Watson, P. J., & Andrews, P. W. (2002). Toward a revised evolutionary adaptationist analysis of depression: The social navigation hypothesis. Journal of Affective Disorders, 72, 1–14.
Williams, G. C. (1966). Adaptation and natural selection. Princeton, NJ: Princeton University Press.
Wilson, D. S., & Wilson, E. O. (2007). Rethinking the theoretical foundation of sociobiology. The Quarterly Review of Biology, 82, 327–348.
Wilson, E. O. (1978). Human nature. Cambridge, MA: Harvard University Press.
Wilson, M., & Daly, M. (2004). Do pretty women inspire men to discount the future? Proceedings of the Royal Society B (Supplement), 271, S177–S179. doi:10.1098/rsbl.2003.0134
Definitions of Key Terms
Adaptation. “Mechanisms or systems of properties crafted by natural selection to solve the specific problems posed by the regularities of the physical, chemical, developmental, ecological, demographic, social, and informational environments encountered by ancestral populations during the course of a species’ or population’s evolution” (Tooby & Cosmides, 1992, p. 62).
By-products. “Characteristics that do not solve adaptive problems and do not have functional design; they are “carried along” with characteristics that do have functional design because they happen to be coupled with those adaptations” (Buss, 2008, p. 39).
Cuckoldry. When a “mate poacher” has sex with an already married woman. Genetic cuckoldry occurs when a child results from this act. Evolutionarily, a cuckolded man risks investing unknowingly in another man’s offspring.
Design features. Attributes or component parts of an adaptation that have been forged or “designed” by a past history of natural selectiion (no forward-looking or intentional process is implied by this phrase).
Evoked culture. “Cultural differences [that] are explained simply by invoking a universal shared evolved mechanism combined with local between-group differences in input into that mechanism” (Buss, 2008, p. 417).

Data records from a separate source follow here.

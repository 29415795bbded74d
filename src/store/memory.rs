use std::collections::HashMap;

use anyhow::Result;
use dashmap::DashMap;

use crate::sync::record::SlotStateRecord;

use super::ShardStateStore;

/// In-process shard state store.
///
/// Shared between every instance in the same process, so it stands in for the
/// real store in single-node deployments and in tests.
#[derive(Debug, Default)]
pub struct MemoryStateStore {
    shards: DashMap<u32, HashMap<String, i64>>,
}

impl MemoryStateStore {
    pub fn new() -> Self {
        Self::default()
    }

    /// Number of columns stored for `shard`.
    pub fn column_count(&self, shard: u32) -> usize {
        self.shards.get(&shard).map_or(0, |cols| cols.len())
    }

    /// Stored timestamp of one column.
    pub fn get_raw(&self, shard: u32, column: &str) -> Option<i64> {
        self.shards.get(&shard)?.get(column).copied()
    }

    /// Writes a raw column, bypassing record encoding.
    pub fn put_raw(&self, shard: u32, column: &str, timestamp: i64) {
        self.shards
            .entry(shard)
            .or_default()
            .insert(column.to_string(), timestamp);
    }
}

impl ShardStateStore for MemoryStateStore {
    fn name(&self) -> &str {
        "memory"
    }

    async fn put_slot_states(&self, shard: u32, records: &[SlotStateRecord]) -> Result<()> {
        if records.is_empty() {
            return Ok(());
        }
        let mut columns = self.shards.entry(shard).or_default();
        for record in records {
            let stored = columns.entry(record.column()).or_insert(i64::MIN);
            // Newest write timestamp wins.
            if record.timestamp > *stored {
                *stored = record.timestamp;
            }
        }
        Ok(())
    }

    async fn get_slot_states(&self, shard: u32) -> Result<Vec<SlotStateRecord>> {
        let Some(columns) = self.shards.get(&shard) else {
            return Ok(Vec::new());
        };
        let mut records = Vec::with_capacity(columns.len());
        for (column, timestamp) in columns.iter() {
            match SlotStateRecord::parse(column, *timestamp) {
                Some(record) => records.push(record),
                None => tracing::debug!(shard, column = %column, "skipping malformed slot state"),
            }
        }
        Ok(records)
    }
}
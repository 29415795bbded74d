use std::fmt::Write;
use std::sync::Arc;
use std::time::SystemTime;

use anyhow::{Context, Result};
use chrono::{DateTime, Utc};
use clickhouse_rs::Pool;

use crate::export::health::HealthMetrics;
use crate::sync::record::SlotStateRecord;

use super::ShardStateStore;

/// Shard state store backed by a ClickHouse table.
///
/// Every push appends rows; the table is a `ReplacingMergeTree` keyed by
/// `(shard, state_key)` with `timestamp` as the version, and reads take
/// `max(timestamp)` per key so unmerged parts never surface older state.
pub struct ClickHouseStateStore {
    pool: Pool,
    database: String,
    table: String,
    health: Option<Arc<HealthMetrics>>,
}

impl ClickHouseStateStore {
    pub fn new(
        pool: Pool,
        database: String,
        table: String,
        health: Option<Arc<HealthMetrics>>,
    ) -> Self {
        Self {
            pool,
            database,
            table,
            health,
        }
    }

    fn qualified_table(&self) -> String {
        format!("{}.{}", self.database, self.table)
    }

    fn record_error(&self, operation: &str) {
        if let Some(health) = &self.health {
            health
                .store_errors
                .with_label_values(&["clickhouse", operation])
                .inc();
        }
    }

    fn insert_sql(&self, shard: u32, records: &[SlotStateRecord], now: SystemTime) -> String {
        let table = self.qualified_table();
        let updated = format_datetime(now);
        let mut sql = String::with_capacity(128 + records.len() * 64);
        let _ = write!(
            sql,
            "INSERT INTO {table} (shard, state_key, timestamp, updated_date_time) VALUES "
        );

        for (idx, record) in records.iter().enumerate() {
            if idx > 0 {
                sql.push_str(", ");
            }
            let _ = write!(
                sql,
                "({shard}, '{}', {}, {updated})",
                escape_sql(&record.column()),
                record.timestamp,
            );
        }

        sql
    }

    fn select_sql(&self, shard: u32) -> String {
        format!(
            "SELECT state_key, max(timestamp) AS ts FROM {} WHERE shard = {shard} GROUP BY state_key",
            self.qualified_table()
        )
    }
}

impl ShardStateStore for ClickHouseStateStore {
    fn name(&self) -> &str {
        "clickhouse"
    }

    async fn put_slot_states(&self, shard: u32, records: &[SlotStateRecord]) -> Result<()> {
        if records.is_empty() {
            return Ok(());
        }

        let sql = self.insert_sql(shard, records, SystemTime::now());

        let mut handle = match self.pool.get_handle().await {
            Ok(handle) => handle,
            Err(e) => {
                self.record_error("put");
                return Err(e).context("getting handle for slot state insert");
            }
        };

        if let Err(e) = handle.execute(sql.as_str()).await {
            self.record_error("put");
            return Err(e).with_context(|| format!("writing slot states for shard {shard}"));
        }

        Ok(())
    }

    async fn get_slot_states(&self, shard: u32) -> Result<Vec<SlotStateRecord>> {
        let sql = self.select_sql(shard);

        let mut handle = match self.pool.get_handle().await {
            Ok(handle) => handle,
            Err(e) => {
                self.record_error("get");
                return Err(e).context("getting handle for slot state query");
            }
        };

        let block = match handle.query(sql.as_str()).fetch_all().await {
            Ok(block) => block,
            Err(e) => {
                self.record_error("get");
                return Err(e).with_context(|| format!("reading slot states for shard {shard}"));
            }
        };

        let mut records = Vec::with_capacity(block.row_count());
        for row in block.rows() {
            let column: String = row.get("state_key").context("reading state_key")?;
            let timestamp: i64 = row.get("ts").context("reading timestamp")?;
            match SlotStateRecord::parse(&column, timestamp) {
                Some(record) => records.push(record),
                None => tracing::debug!(shard, column = %column, "skipping malformed slot state"),
            }
        }

        Ok(records)
    }
}

/// Formats a timestamp as a ClickHouse DateTime64(3) literal.
fn format_datetime(t: SystemTime) -> String {
    let dt: DateTime<Utc> = t.into();
    format!("'{}'", dt.format("%Y-%m-%d %H:%M:%S%.3f"))
}

/// Escapes a string value for SQL insertion (single-quote escaping).
fn escape_sql(s: &str) -> String {
    s.replace('\\', "\\\\").replace('\'', "\\'")
}
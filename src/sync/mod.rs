pub mod record;

use std::sync::atomic::{AtomicBool, Ordering};
use std::sync::Arc;
use std::time::{Duration, Instant};

use tokio::sync::Notify;
use tokio::task::JoinHandle;
use tokio_util::sync::CancellationToken;
use tracing::{debug, error, info};

use crate::export::health::HealthMetrics;
use crate::schedule::ScheduleContext;
use crate::store::ShardStateStore;

use self::record::SlotStateRecord;

/// Outcome of one push or pull cycle.
#[derive(Debug, Clone, Copy, Default, PartialEq, Eq)]
pub struct SyncStats {
    /// Shards processed without error.
    pub shards: usize,
    /// Records written (push) or merged into local state (pull).
    pub records: usize,
    /// Shards that failed and will be retried next cycle.
    pub errors: usize,
}

/// One synchronization direction, driven periodically by [`ShardStateWorker`].
pub trait SyncOperation: Send + Sync + 'static {
    /// Label used in logs and metrics.
    fn name(&self) -> &'static str;

    fn perform_operation(&self) -> impl std::future::Future<Output = SyncStats> + Send;
}

fn observe_cycle(health: Option<&HealthMetrics>, operation: &str, stats: SyncStats, started: Instant) {
    let Some(health) = health else {
        return;
    };
    health.sync_cycles.with_label_values(&[operation]).inc();
    health
        .sync_records
        .with_label_values(&[operation])
        .inc_by(stats.records as f64);
    if stats.errors > 0 {
        health
            .sync_errors
            .with_label_values(&[operation])
            .inc_by(stats.errors as f64);
    }
    health
        .sync_cycle_duration
        .with_label_values(&[operation])
        .observe(started.elapsed().as_secs_f64());
}

/// Writes locally changed stamps of every tracked shard to the shared store.
pub struct ShardStatePusher<S> {
    schedule: Arc<ScheduleContext>,
    store: Arc<S>,
    shards: Vec<u32>,
    health: Option<Arc<HealthMetrics>>,
}

impl<S: ShardStateStore> ShardStatePusher<S> {
    pub fn new(
        schedule: Arc<ScheduleContext>,
        store: Arc<S>,
        shards: Vec<u32>,
        health: Option<Arc<HealthMetrics>>,
    ) -> Self {
        Self {
            schedule,
            store,
            shards,
            health,
        }
    }

    /// Pushes the dirty stamps of each shard. Stamps are marked clean only
    /// once written and only if they did not change in the meantime; a failed
    /// shard keeps its dirty stamps for the next cycle.
    pub async fn perform_operation(&self) -> SyncStats {
        let started = Instant::now();
        let mut stats = SyncStats::default();
        let state = self.schedule.shard_state();

        for &shard in &self.shards {
            let dirty = state.dirty_stamps(shard);
            if dirty.is_empty() {
                stats.shards += 1;
                continue;
            }

            let records: Vec<SlotStateRecord> = dirty.iter().map(SlotStateRecord::from).collect();
            match self.store.put_slot_states(shard, &records).await {
                Ok(()) => {
                    let cleaned = state.mark_clean(shard, &dirty);
                    debug!(shard, pushed = records.len(), cleaned, "pushed slot states");
                    stats.shards += 1;
                    stats.records += records.len();
                }
                Err(e) => {
                    error!(
                        shard,
                        store = self.store.name(),
                        error = %e,
                        "pushing slot states failed",
                    );
                    stats.errors += 1;
                }
            }
        }

        observe_cycle(self.health.as_deref(), "push", stats, started);
        stats
    }
}

impl<S: ShardStateStore + 'static> SyncOperation for ShardStatePusher<S> {
    fn name(&self) -> &'static str {
        "push"
    }

    async fn perform_operation(&self) -> SyncStats {
        ShardStatePusher::perform_operation(self).await
    }
}

/// Merges shared store state of every tracked shard into local state.
pub struct ShardStatePuller<S> {
    schedule: Arc<ScheduleContext>,
    store: Arc<S>,
    shards: Vec<u32>,
    health: Option<Arc<HealthMetrics>>,
}

impl<S: ShardStateStore> ShardStatePuller<S> {
    pub fn new(
        schedule: Arc<ScheduleContext>,
        store: Arc<S>,
        shards: Vec<u32>,
        health: Option<Arc<HealthMetrics>>,
    ) -> Self {
        Self {
            schedule,
            store,
            shards,
            health,
        }
    }

    /// Pulls each shard and applies every record that is unknown locally or
    /// strictly newer than the local stamp. Applying the same records twice
    /// changes nothing.
    pub async fn perform_operation(&self) -> SyncStats {
        let started = Instant::now();
        let mut stats = SyncStats::default();
        let state = self.schedule.shard_state();

        for &shard in &self.shards {
            let records = match self.store.get_slot_states(shard).await {
                Ok(records) => records,
                Err(e) => {
                    error!(
                        shard,
                        store = self.store.name(),
                        error = %e,
                        "pulling slot states failed",
                    );
                    stats.errors += 1;
                    continue;
                }
            };

            let mut applied = 0;
            for record in &records {
                if state.apply_remote(shard, record.granularity, record.slot, record.stamp()) {
                    applied += 1;
                }
            }
            if applied > 0 {
                debug!(shard, read = records.len(), applied, "pulled slot states");
            }
            stats.shards += 1;
            stats.records += applied;
        }

        observe_cycle(self.health.as_deref(), "pull", stats, started);
        stats
    }
}

impl<S: ShardStateStore + 'static> SyncOperation for ShardStatePuller<S> {
    fn name(&self) -> &'static str {
        "pull"
    }

    async fn perform_operation(&self) -> SyncStats {
        ShardStatePuller::perform_operation(self).await
    }
}

/// Runs a [`SyncOperation`] every `period` until cancelled.
///
/// `force` wakes the loop for an immediate cycle; an inactive worker keeps
/// ticking but skips its cycles.
pub struct ShardStateWorker<O> {
    operation: Arc<O>,
    period: Duration,
    active: Arc<AtomicBool>,
    force: Arc<Notify>,
    run_task: Arc<tokio::sync::Mutex<Option<JoinHandle<()>>>>,
}

impl<O: SyncOperation> ShardStateWorker<O> {
    pub fn new(operation: O, period: Duration) -> Self {
        Self {
            operation: Arc::new(operation),
            period,
            active: Arc::new(AtomicBool::new(true)),
            force: Arc::new(Notify::new()),
            run_task: Arc::new(tokio::sync::Mutex::new(None)),
        }
    }

    pub fn operation(&self) -> &O {
        &self.operation
    }

    pub fn period(&self) -> Duration {
        self.period
    }

    pub fn is_active(&self) -> bool {
        self.active.load(Ordering::Relaxed)
    }

    pub fn set_active(&self, active: bool) {
        self.active.store(active, Ordering::Relaxed);
    }

    /// Requests a cycle now instead of waiting for the next tick.
    pub fn force(&self) {
        self.force.notify_one();
    }

    /// Spawns the periodic loop.
    pub async fn start(&self, ctx: CancellationToken) {
        let operation = Arc::clone(&self.operation);
        let active = Arc::clone(&self.active);
        let force = Arc::clone(&self.force);
        let period = self.period;

        let handle = tokio::spawn(async move {
            info!(operation = operation.name(), ?period, "shard state worker started");

            let mut ticker = tokio::time::interval(period);
            ticker.set_missed_tick_behavior(tokio::time::MissedTickBehavior::Skip);

            loop {
                tokio::select! {
                    _ = ctx.cancelled() => break,
                    _ = ticker.tick() => {}
                    _ = force.notified() => {}
                }

                if !active.load(Ordering::Relaxed) {
                    continue;
                }

                operation.perform_operation().await;
            }

            info!(operation = operation.name(), "shard state worker stopped");
        });

        *self.run_task.lock().await = Some(handle);
    }

    /// Waits for the loop to exit after cancellation.
    pub async fn wait_for_shutdown(&self) {
        if let Some(handle) = self.run_task.lock().await.take() {
            if let Err(e) = handle.await {
                error!(error = %e, "shard state worker panicked");
            }
        }
    }
}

Group selection. “Selection operating between groups of individuals rather than between individuals. It would produce attributes beneficial to a group in competition with other groups, rather than attributes beneficial to individuals” (Ridley, 2004, p. 685).
Inbreeding depression. Occurs when genetic relatives together reproduce offspring that have decreased fitness due to the compounding of recessive alleles.

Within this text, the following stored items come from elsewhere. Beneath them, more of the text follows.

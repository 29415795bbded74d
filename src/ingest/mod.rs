use std::sync::Arc;

use tokio::sync::mpsc;
use tokio::task::JoinHandle;
use tokio_util::sync::CancellationToken;
use tracing::{debug, error, info, warn};

use crate::export::health::HealthMetrics;
use crate::granularity::shard::compute_shard;
use crate::rollup::Numeric;
use crate::schedule::ScheduleContext;

/// Samples drained per wakeup before yielding.
const BATCH_SIZE: usize = 256;

/// One ingested data point.
#[derive(Debug, Clone, PartialEq)]
pub struct Sample {
    /// Stable identifier of the metric (tenant and metric name).
    pub locator: String,
    /// Collection time in epoch milliseconds.
    pub collection_time: i64,
    pub value: Numeric,
}

impl Sample {
    pub fn new(locator: impl Into<String>, collection_time: i64, value: impl Into<Numeric>) -> Self {
        Self {
            locator: locator.into(),
            collection_time,
            value: value.into(),
        }
    }

    pub fn shard(&self) -> u32 {
        compute_shard(&self.locator)
    }
}

/// Bounded ingestion front of the scheduler.
///
/// `submit` never blocks: when the target queue is full the sample is
/// rejected and counted. Each worker owns one queue and samples are routed by
/// shard, so updates of one shard are applied in submission order. Sample
/// values are not stored here; only their slots are marked for rollup.
pub struct IngestPipeline {
    schedule: Arc<ScheduleContext>,
    health: Option<Arc<HealthMetrics>>,
    senders: Vec<mpsc::Sender<(u32, Sample)>>,
    receivers: Vec<mpsc::Receiver<(u32, Sample)>>,
    run_tasks: Arc<tokio::sync::Mutex<Vec<JoinHandle<()>>>>,
}

impl IngestPipeline {
    /// Creates a pipeline with `workers` queues sharing `queue_size` slots.
    pub fn new(
        schedule: Arc<ScheduleContext>,
        queue_size: usize,
        workers: usize,
        health: Option<Arc<HealthMetrics>>,
    ) -> Self {
        let workers = workers.max(1);
        let per_worker = (queue_size / workers).max(1);
        let (senders, receivers) = (0..workers).map(|_| mpsc::channel(per_worker)).unzip();

        Self {
            schedule,
            health,
            senders,
            receivers,
            run_tasks: Arc::new(tokio::sync::Mutex::new(Vec::new())),
        }
    }

    /// Enqueues a sample. Returns false if it was rejected.
    pub fn submit(&self, sample: Sample) -> bool {
        let shard = sample.shard();
        let worker = shard as usize % self.senders.len();

        if self.senders[worker].try_send((shard, sample)).is_err() {
            warn!(shard, "ingest queue full, dropping sample");
            if let Some(health) = &self.health {
                health.ingest_rejected.inc();
            }
            return false;
        }

        if let Some(health) = &self.health {
            health.ingest_accepted.inc();
        }
        true
    }

    /// Samples waiting across all queues.
    pub fn queued(&self) -> usize {
        self.senders
            .iter()
            .map(|tx| tx.max_capacity() - tx.capacity())
            .sum()
    }

    /// Spawns one worker per queue. Queued samples are applied before a
    /// worker exits on cancellation.
    pub async fn start(&mut self, ctx: CancellationToken) {
        assert!(!self.receivers.is_empty(), "start called more than once");
        let receivers = std::mem::take(&mut self.receivers);
        let mut tasks = self.run_tasks.lock().await;

        for (worker, mut rx) in receivers.into_iter().enumerate() {
            let schedule = Arc::clone(&self.schedule);
            let health = self.health.clone();
            let ctx = ctx.clone();

            tasks.push(tokio::spawn(async move {
                debug!(worker, "ingest worker started");

                loop {
                    tokio::select! {
                        _ = ctx.cancelled() => {
                            let mut drained = 0usize;
                            while let Ok((shard, sample)) = rx.try_recv() {
                                apply(&schedule, health.as_deref(), shard, &sample);
                                drained += 1;
                            }
                            if drained > 0 {
                                debug!(worker, drained, "applied queued samples on shutdown");
                            }
                            break;
                        }

                        Some((shard, sample)) = rx.recv() => {
                            apply(&schedule, health.as_deref(), shard, &sample);

                            // Drain up to BATCH_SIZE-1 more samples without blocking.
                            for _ in 0..BATCH_SIZE - 1 {
                                match rx.try_recv() {
                                    Ok((shard, sample)) => {
                                        apply(&schedule, health.as_deref(), shard, &sample);
                                    }
                                    Err(_) => break,
                                }
                            }

                            if let Some(health) = &health {
                                health.ingest_queue_length.set(rx.len() as f64);
                            }
                        }
                    }
                }

                debug!(worker, "ingest worker stopped");
            }));
        }

        info!(workers = tasks.len(), "ingest pipeline started");
    }

    /// Waits for every worker to exit after cancellation.
    pub async fn wait_for_shutdown(&self) {
        let tasks = std::mem::take(&mut *self.run_tasks.lock().await);
        for task in tasks {
            if let Err(e) = task.await {
                error!(error = %e, "ingest worker panicked");
            }
        }
    }
}

fn apply(schedule: &ScheduleContext, health: Option<&HealthMetrics>, shard: u32, sample: &Sample) {
    schedule.update(sample.collection_time, shard);
    if let Some(health) = health {
        health.slot_updates.inc();
    }
}
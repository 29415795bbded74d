pub mod health;

use std::sync::Arc;

use anyhow::{Context, Result};
use clickhouse_rs::Pool;

use crate::config::ClickHouseStoreConfig;
use crate::store::ClickHouseStateStore;

use self::health::HealthMetrics;

/// Manages the ClickHouse native TCP connection pool of the state store.
///
/// LZ4 compression, pool of 2 to 5 connections.
pub struct ClickHouseConnection {
    cfg: ClickHouseStoreConfig,
    pool: Option<Pool>,
}

impl ClickHouseConnection {
    pub fn new(cfg: ClickHouseStoreConfig) -> Self {
        Self { cfg, pool: None }
    }

    /// Opens the connection pool and verifies connectivity with a ping.
    pub async fn start(&mut self) -> Result<()> {
        let dsn = self.build_dsn();
        let pool = Pool::new(dsn);

        let mut handle = pool
            .get_handle()
            .await
            .context("opening ClickHouse connection")?;

        handle.ping().await.context("pinging ClickHouse")?;

        tracing::info!(endpoint = %self.cfg.endpoint, "ClickHouse state store connected");

        self.pool = Some(pool);

        Ok(())
    }

    /// Returns the connection pool, if started.
    pub fn pool(&self) -> Option<&Pool> {
        self.pool.as_ref()
    }

    pub fn config(&self) -> &ClickHouseStoreConfig {
        &self.cfg
    }

    /// Builds the slot state store over the open pool.
    pub fn state_store(&self, health: Option<Arc<HealthMetrics>>) -> Result<ClickHouseStateStore> {
        let pool = self
            .pool
            .clone()
            .context("ClickHouse connection not started")?;
        Ok(ClickHouseStateStore::new(
            pool,
            self.cfg.database.clone(),
            self.cfg.table.clone(),
            health,
        ))
    }

    /// Closes the connection pool.
    pub async fn stop(&mut self) -> Result<()> {
        self.pool.take();
        Ok(())
    }

    /// Builds a clickhouse-rs compatible TCP DSN from configuration.
    ///
    /// Format: `tcp://[user[:pass]@]host:port/database?options`
    fn build_dsn(&self) -> String {
        let mut dsn = "tcp://".to_string();

        if !self.cfg.username.is_empty() {
            dsn.push_str(&self.cfg.username);
            if !self.cfg.password.is_empty() {
                dsn.push(':');
                dsn.push_str(&self.cfg.password);
            }
            dsn.push('@');
        }

        dsn.push_str(&self.cfg.endpoint);
        dsn.push('/');
        dsn.push_str(&self.cfg.database);
        dsn.push_str("?compression=lz4&pool_min=2&pool_max=5");

        dsn
    }
}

Mutations. Changes in the nucleotide sequence of a gene as a result of a copying error during cell division, ultraviolet radiation, viruses, or other mutagens.

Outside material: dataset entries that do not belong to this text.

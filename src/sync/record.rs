use std::fmt;

use crate::granularity::Granularity;
use crate::schedule::{DirtyStamp, StampState, UpdateStamp};

/// One persisted slot state of a shard.
///
/// Stored as a column named `"<granularity name>,<slot>,<state code>"` whose
/// value is the stamp timestamp. Since the state is part of the column name,
/// an active and a rolled record for the same slot can coexist in the store;
/// readers resolve them by timestamp.
#[derive(Debug, Clone, PartialEq, Eq)]
pub struct SlotStateRecord {
    pub granularity: Granularity,
    pub slot: u32,
    pub state: StampState,
    pub timestamp: i64,
}

impl SlotStateRecord {
    pub fn new(granularity: Granularity, slot: u32, state: StampState, timestamp: i64) -> Self {
        Self {
            granularity,
            slot,
            state,
            timestamp,
        }
    }

    /// Column name this record is stored under.
    pub fn column(&self) -> String {
        format!(
            "{},{},{}",
            self.granularity.name(),
            self.slot,
            self.state.code()
        )
    }

    /// Decodes a stored column and its timestamp. Returns `None` for unknown
    /// granularities or states, out of range slots, `Full` and malformed text.
    pub fn parse(column: &str, timestamp: i64) -> Option<Self> {
        let mut parts = column.split(',');
        let granularity = Granularity::from_name(parts.next()?)?;
        let slot = parts.next()?.parse::<u32>().ok()?;
        let state = StampState::from_code(parts.next()?)?;
        if parts.next().is_some() || granularity == Granularity::Full {
            return None;
        }
        if slot >= granularity.slot_count() {
            return None;
        }
        Some(Self::new(granularity, slot, state, timestamp))
    }

    /// The stamp this record describes, as pulled (clean).
    pub fn stamp(&self) -> UpdateStamp {
        UpdateStamp::new(self.timestamp, self.state, false)
    }
}

impl From<&DirtyStamp> for SlotStateRecord {
    fn from(d: &DirtyStamp) -> Self {
        Self::new(d.granularity, d.slot, d.stamp.state(), d.stamp.timestamp())
    }
}

impl fmt::Display for SlotStateRecord {
    fn fmt(&self, f: &mut fmt::Formatter<'_>) -> fmt::Result {
        write!(f, "{}: {}", self.column(), self.timestamp)
    }
}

Naturalistic fallacy. The misconception that ethical principles can be derived from what happens in the natural world. Also called the “is– ought fallacy,” that because something does exist it should exist.
Noise. Random phenomena produced by forces such as chance mutations, sudden and unprecedented changes in the environment, or chance effects during development.
Polygenic. An effect of two or more gene loci on a single phenotypic character.
Paternity uncertainty. See also cuckoldry; As a consequence of internal female fertilization, females can be 100% sure they are the mother of their offspring. For this same reason, males can never be 100% certain they are their offspring’s father.
Proximate explanation. Explaining how a mechanism works and is implemented, which can include identifying how a mechanism develops, the stimuli that activate it once it has developed, the procedures by which it operates, and the behavioral output it produces.
Transmitted culture. The subset of ideas, values, and representations that initially exist in at least one mind that come into existence in other minds through observation or interaction (Tooby & Cosmides, 1992).
Ultimate explanation. Explaining the attributes of a mechanism by identifying its evolved function, or the adaptive problem it was “designed” by selection to solve.